**Exercise goal**
Look through the lines below, find those with the word "RunnerConfiguration", and copy them.

○ ○ ○

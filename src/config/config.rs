//! Configuration structures and loading

use std::path::PathBuf;

use anyhow::{Context, Result};
use serde::Deserialize;

/// Main daemon configuration
#[derive(Debug, Clone, Default, Deserialize)]
pub struct Configuration {
    /// Enable debug mode
    #[serde(default)]
    pub debug: bool,

    /// API server configuration
    #[serde(default)]
    pub api: ApiConfiguration,

    /// Authentication configuration
    #[serde(default)]
    pub auth: AuthConfiguration,

    /// Docker daemon configuration
    #[serde(default)]
    pub docker: DockerConfiguration,

    /// State database configuration
    #[serde(default)]
    pub database: DatabaseConfiguration,

    /// Embedding proxy configuration
    #[serde(default)]
    pub proxy: ProxyConfiguration,

    /// Script runner configuration
    #[serde(default)]
    pub runner: RunnerConfiguration,

    /// Image warmup configuration
    #[serde(default)]
    pub images: ImagesConfiguration,
}

impl Configuration {
    /// Load configuration from a TOML file
    pub fn load(path: &str) -> Result<Self> {
        let content = std::fs::read_to_string(path)
            .with_context(|| format!("Failed to read config file: {}", path))?;

        let mut config: Configuration =
            toml::from_str(&content).with_context(|| "Failed to parse configuration")?;

        config.apply_env_overrides();
        Ok(config)
    }

    /// Environment variables the host process honors over the file
    fn apply_env_overrides(&mut self) {
        if let Ok(secret) = std::env::var("JWT_SECRET_KEY") {
            if !secret.is_empty() {
                self.auth.jwt_secret = secret;
            }
        }
    }
}

/// API server configuration
#[derive(Debug, Clone, Deserialize)]
pub struct ApiConfiguration {
    /// Host to bind to
    #[serde(default = "default_api_host")]
    pub host: String,

    /// Port to listen on
    #[serde(default = "default_api_port")]
    pub port: u16,

    /// SSL configuration
    #[serde(default)]
    pub ssl: SslConfiguration,
}

impl Default for ApiConfiguration {
    fn default() -> Self {
        Self {
            host: default_api_host(),
            port: default_api_port(),
            ssl: SslConfiguration::default(),
        }
    }
}

fn default_api_host() -> String {
    "0.0.0.0".into()
}

fn default_api_port() -> u16 {
    8000
}

/// SSL configuration
#[derive(Debug, Clone, Default, Deserialize)]
pub struct SslConfiguration {
    /// Enable SSL
    #[serde(default)]
    pub enabled: bool,

    /// Path to certificate file
    #[serde(default)]
    pub cert: String,

    /// Path to key file
    #[serde(default)]
    pub key: String,
}

/// Authentication configuration
#[derive(Debug, Clone, Deserialize)]
pub struct AuthConfiguration {
    /// HS256 signing key for API and websocket tokens.
    ///
    /// Overridable via `JWT_SECRET_KEY`.
    #[serde(default = "default_jwt_secret")]
    pub jwt_secret: String,
}

impl Default for AuthConfiguration {
    fn default() -> Self {
        Self {
            jwt_secret: default_jwt_secret(),
        }
    }
}

fn default_jwt_secret() -> String {
    "dev-secret-key-change-in-production".into()
}

/// Docker daemon configuration
#[derive(Debug, Clone, Default, Deserialize)]
pub struct DockerConfiguration {
    /// Unix socket path; empty uses the engine's default endpoint
    #[serde(default)]
    pub socket: String,
}

/// State database configuration
#[derive(Debug, Clone, Deserialize)]
pub struct DatabaseConfiguration {
    /// Path to the SQLite state database
    #[serde(default = "default_database_path")]
    pub path: PathBuf,
}

impl Default for DatabaseConfiguration {
    fn default() -> Self {
        Self {
            path: default_database_path(),
        }
    }
}

fn default_database_path() -> PathBuf {
    PathBuf::from("livelabs.db")
}

/// Embedding proxy configuration
#[derive(Debug, Clone, Deserialize)]
pub struct ProxyConfiguration {
    /// Full-match URL regexes the proxy is willing to forward to.
    ///
    /// Fixed at startup; never reloaded per-request.
    #[serde(default = "default_allowed_url_patterns")]
    pub allowed_url_patterns: Vec<String>,
}

impl Default for ProxyConfiguration {
    fn default() -> Self {
        Self {
            allowed_url_patterns: default_allowed_url_patterns(),
        }
    }
}

fn default_allowed_url_patterns() -> Vec<String> {
    vec![
        r"^https?://localhost(:\d+)?(/.*)?$".to_string(),
        r"^https?://127\.0\.0\.1(:\d+)?(/.*)?$".to_string(),
    ]
}

/// Script runner configuration
#[derive(Debug, Clone, Deserialize)]
pub struct RunnerConfiguration {
    /// Hard wall-clock deadline for one script run, in seconds
    #[serde(default = "default_runner_timeout")]
    pub timeout_secs: u64,
}

impl Default for RunnerConfiguration {
    fn default() -> Self {
        Self {
            timeout_secs: default_runner_timeout(),
        }
    }
}

fn default_runner_timeout() -> u64 {
    300
}

/// Image warmup configuration
#[derive(Debug, Clone, Default, Deserialize)]
pub struct ImagesConfiguration {
    /// Images pre-pulled in the background at startup
    #[serde(default)]
    pub warmup: Vec<String>,
}

#[cfg(test)]
mod tests {
    use super::*;

    #[test]
    fn test_empty_toml_uses_defaults() {
        let config: Configuration = toml::from_str("").unwrap();

        assert_eq!(config.api.host, "0.0.0.0");
        assert_eq!(config.api.port, 8000);
        assert_eq!(config.runner.timeout_secs, 300);
        assert_eq!(config.proxy.allowed_url_patterns.len(), 2);
        assert!(config.images.warmup.is_empty());
    }

    #[test]
    fn test_full_toml() {
        let config: Configuration = toml::from_str(
            r#"
            debug = true

            [api]
            host = "127.0.0.1"
            port = 9000

            [auth]
            jwt_secret = "s3cret"

            [database]
            path = "/var/lib/livelabs/state.db"

            [proxy]
            allowed_url_patterns = ["^https://lab\\.example\\.com(/.*)?$"]

            [runner]
            timeout_secs = 60

            [images]
            warmup = ["ubuntu:22.04", "nginx:alpine"]
            "#,
        )
        .unwrap();

        assert!(config.debug);
        assert_eq!(config.api.port, 9000);
        assert_eq!(config.auth.jwt_secret, "s3cret");
        assert_eq!(config.proxy.allowed_url_patterns.len(), 1);
        assert_eq!(config.runner.timeout_secs, 60);
        assert_eq!(config.images.warmup.len(), 2);
    }

    #[test]
    fn test_default_patterns_compile() {
        for pattern in default_allowed_url_patterns() {
            regex::Regex::new(&pattern).unwrap();
        }
    }
}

○ ○ ○

**Output for this task**
    pub runner: RunnerConfiguration,
pub struct RunnerConfiguration {
impl Default for RunnerConfiguration {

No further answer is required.